Exercise aim: Show, from the records below, all lines that contain the word "format".

Records for the task:

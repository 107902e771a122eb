//! Error types for the core engine.

use thiserror::Error;

/// Result type for core operations.
pub type CoreResult<T> = Result<T, CoreError>;

/// Errors raised at the point of a violated contract.
///
/// All of these are local, synchronous failures; the operations are
/// deterministic, so none of them are worth retrying.
#[derive(Debug, Error, PartialEq, Eq)]
pub enum CoreError {
    /// Curve construction with an unsupported control point count.
    #[error("control point count must be between 4 and 8, got {0}")]
    InvalidPointCount(usize),

    /// Control point index outside `[0, point_count)`.
    #[error("control point index {index} out of range for a curve with {count} points")]
    IndexOutOfRange { index: usize, count: usize },

    /// A lookup table slice that is not exactly 256 entries.
    #[error("lookup table must have 256 entries, got {0}")]
    InvalidLutSize(usize),

    /// Pixel buffer with a zero dimension.
    #[error("pixel buffer dimensions must be positive, got {width}x{height}")]
    EmptyBuffer { width: u32, height: u32 },

    /// Pixel data whose length disagrees with the declared dimensions.
    #[error("expected {expected} bytes for {width}x{height} RGBA, got {actual}")]
    PixelDataMismatch {
        width: u32,
        height: u32,
        expected: usize,
        actual: usize,
    },
}
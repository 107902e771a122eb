use iced::widget::{Space, button, column, container, image, row, scrollable, text};
use iced::{Alignment, Element, Length};

use super::CANVAS_BG;
use crate::app::{App, Channel, Message};
use crate::widgets;

pub fn view(app: &App) -> Element<'_, Message> {
    let toolbar = row![
        text("Tonal").size(24),
        Space::new().width(Length::Fill),
        button("Open Image...").on_press(Message::OpenImage),
        button("Make Linear").on_press(Message::ResetCurves),
    ]
    .spacing(10)
    .padding(10)
    .align_y(Alignment::Center);

    let canvas_style = |_theme: &_| container::Style {
        background: Some(CANVAS_BG.into()),
        ..Default::default()
    };

    let image_view = if let Some(handle) = app.filtered_image() {
        container(
            image(handle.clone())
                .width(Length::Fill)
                .height(Length::Fill),
        )
        .style(canvas_style)
        .width(Length::Fill)
        .height(Length::Fill)
    } else {
        container(text("Open an image to get started").size(16))
            .style(canvas_style)
            .width(Length::Fill)
            .height(Length::Fill)
            .center_x(Length::Fill)
            .center_y(Length::Fill)
    };

    let mut editors = column![].spacing(10);
    for channel in Channel::ALL {
        editors = editors.push(
            column![
                text(channel.label()).size(14),
                widgets::curve_editor::view(channel, app.editor(channel)),
            ]
            .spacing(4),
        );
    }

    let sidebar = scrollable(editors.padding(10)).height(Length::Fill);

    let status = container(text(app.status_message()).size(12))
        .padding(5)
        .width(Length::Fill);

    let content = row![image_view, sidebar]
        .spacing(0)
        .width(Length::Fill)
        .height(Length::Fill);

    column![toolbar, content, status]
        .width(Length::Fill)
        .height(Length::Fill)
        .into()
}
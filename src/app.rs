use std::cell::Cell;
use std::path::{Path, PathBuf};
use std::rc::Rc;
use std::sync::Arc;
use std::time::Instant;

use iced::{Element, Task, Theme};
use tracing::{debug, error, info};

use tonal_core::{CurveEditor, Lut, PixelBuffer, RecomputeGate, filter};

use crate::views;

/// Control points per channel curve; the supported range is 4 to 8.
const CONTROL_POINTS: usize = 6;

/// The three editable channels, in display (and LUT) order.
#[derive(Clone, Copy, Debug, PartialEq, Eq)]
pub enum Channel {
    Red,
    Green,
    Blue,
}

impl Channel {
    pub const ALL: [Channel; 3] = [Channel::Red, Channel::Green, Channel::Blue];

    pub fn index(self) -> usize {
        match self {
            Channel::Red => 0,
            Channel::Green => 1,
            Channel::Blue => 2,
        }
    }

    pub fn label(self) -> &'static str {
        match self {
            Channel::Red => "Red",
            Channel::Green => "Green",
            Channel::Blue => "Blue",
        }
    }

    pub fn color(self) -> iced::Color {
        match self {
            Channel::Red => iced::Color::from_rgb(1.0, 0.25, 0.25),
            Channel::Green => iced::Color::from_rgb(0.25, 0.9, 0.25),
            Channel::Blue => iced::Color::from_rgb(0.35, 0.55, 1.0),
        }
    }
}

pub struct App {
    editors: [CurveEditor; 3],
    // Set by the model listeners; drained by request_filter.
    curves_dirty: Rc<Cell<bool>>,
    gate: RecomputeGate,
    source: Option<Arc<PixelBuffer>>,
    filtered: Option<iced::widget::image::Handle>,
    source_name: Option<String>,
    status_message: String,
}

#[derive(Debug, Clone)]
pub enum Message {
    // Commands
    OpenImage,
    ImageSelected(Option<PathBuf>),
    ImageLoaded(Result<Arc<PixelBuffer>, String>),
    ResetCurves,

    // Editor surfaces
    CurvePressed(Channel, iced::Point),
    CurveDragged(Channel, f32),
    CurveReleased(Channel),
    CurveResized(Channel, iced::Size),

    // Throttled recompute tick
    Recompute,
}

impl App {
    pub fn new() -> (Self, Task<Message>) {
        let curves_dirty = Rc::new(Cell::new(false));

        let mut editors = Channel::ALL.map(|_| {
            CurveEditor::new(CONTROL_POINTS).expect("CONTROL_POINTS is within the supported range")
        });
        for editor in &mut editors {
            let dirty = Rc::clone(&curves_dirty);
            editor.model_mut().subscribe(move || dirty.set(true));
        }

        let app = Self {
            editors,
            curves_dirty,
            gate: RecomputeGate::new(),
            source: None,
            filtered: None,
            source_name: None,
            status_message: "Open an image to get started.".into(),
        };
        (app, Task::none())
    }

    pub fn title(&self) -> String {
        match &self.source_name {
            Some(name) => format!("Tonal - {name}"),
            None => "Tonal".into(),
        }
    }

    pub fn theme(&self) -> Theme {
        Theme::Dark
    }

    pub fn update(&mut self, message: Message) -> Task<Message> {
        match message {
            Message::OpenImage => Task::perform(
                async {
                    let handle = rfd::AsyncFileDialog::new()
                        .set_title("Open an image")
                        .add_filter("Images", &["jpg", "jpeg", "png"])
                        .pick_file()
                        .await;
                    handle.map(|h| h.path().to_path_buf())
                },
                Message::ImageSelected,
            ),

            Message::ImageSelected(None) => Task::none(),

            Message::ImageSelected(Some(path)) => {
                self.status_message = format!("Loading {}...", path.display());
                self.source_name = path
                    .file_name()
                    .map(|name| name.to_string_lossy().to_string());
                Task::perform(
                    async move {
                        load_source(&path)
                            .map(Arc::new)
                            .map_err(|err| err.to_string())
                    },
                    Message::ImageLoaded,
                )
            }

            Message::ImageLoaded(Ok(buffer)) => {
                self.status_message = format!("{}x{} image", buffer.width, buffer.height);
                self.source = Some(buffer);
                // A fresh image always needs a filtered pass, even if no
                // curve changed since the last one.
                self.curves_dirty.set(true);
                self.request_filter()
            }

            Message::ImageLoaded(Err(err)) => {
                error!(%err, "failed to load image");
                self.status_message = format!("Error loading image: {err}");
                Task::none()
            }

            Message::ResetCurves => {
                for editor in &mut self.editors {
                    editor.model_mut().reset_to_identity();
                }
                self.request_filter()
            }

            Message::CurvePressed(channel, point) => {
                self.editor_mut(channel).press(point.x, point.y);
                Task::none()
            }

            Message::CurveDragged(channel, py) => {
                self.editor_mut(channel).drag_to(py);
                self.request_filter()
            }

            Message::CurveReleased(channel) => {
                self.editor_mut(channel).release();
                Task::none()
            }

            Message::CurveResized(channel, size) => {
                self.editor_mut(channel).resize(size.width, size.height);
                Task::none()
            }

            Message::Recompute => {
                self.gate.disarm();
                self.apply_filter();
                Task::none()
            }
        }
    }

    pub fn view(&self) -> Element<'_, Message> {
        views::workspace::view(self)
    }

    pub fn editor(&self, channel: Channel) -> &CurveEditor {
        &self.editors[channel.index()]
    }

    fn editor_mut(&mut self, channel: Channel) -> &mut CurveEditor {
        &mut self.editors[channel.index()]
    }

    pub fn filtered_image(&self) -> Option<&iced::widget::image::Handle> {
        self.filtered.as_ref()
    }

    pub fn status_message(&self) -> &str {
        &self.status_message
    }

    /// Schedule at most one recompute for however many change
    /// notifications arrived since the last pass.
    fn request_filter(&mut self) -> Task<Message> {
        if !self.curves_dirty.replace(false) {
            return Task::none();
        }
        if self.source.is_none() {
            // Nothing to filter yet; the next image load picks up the
            // current curves.
            return Task::none();
        }
        if !self.gate.arm() {
            return Task::none();
        }
        Task::perform(async {}, |_| Message::Recompute)
    }

    /// Rebuild the three LUTs from the current models and remap the
    /// cached source into a fresh display buffer.
    fn apply_filter(&mut self) {
        let Some(source) = self.source.clone() else {
            return;
        };
        let t0 = Instant::now();

        let luts: [Lut; 3] =
            Channel::ALL.map(|channel| Lut::from_curve(self.editor(channel).model()));

        match filter::remap(&source, &luts[0], &luts[1], &luts[2]) {
            Ok(filtered) => {
                self.filtered = Some(iced::widget::image::Handle::from_rgba(
                    filtered.width,
                    filtered.height,
                    filtered.data,
                ));
                debug!(elapsed_ms = t0.elapsed().as_millis(), "filter applied");
            }
            Err(err) => {
                error!(%err, "filter failed");
                self.status_message = format!("Filter error: {err}");
            }
        }
    }
}

fn load_source(path: &Path) -> anyhow::Result<PixelBuffer> {
    let t0 = Instant::now();
    let decoded = image::open(path)?.to_rgba8();
    let (width, height) = decoded.dimensions();
    let buffer = PixelBuffer::from_rgba(width, height, decoded.into_raw())?;
    info!(
        elapsed_ms = t0.elapsed().as_millis(),
        width, height, "image loaded"
    );
    Ok(buffer)
}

Exercise response:
            Some(name) => format!("Tonal - {name}"),
                self.status_message = format!("Loading {}...", path.display());
                self.status_message = format!("{}x{} image", buffer.width, buffer.height);
                self.status_message = format!("Error loading image: {err}");
                self.status_message = format!("Filter error: {err}");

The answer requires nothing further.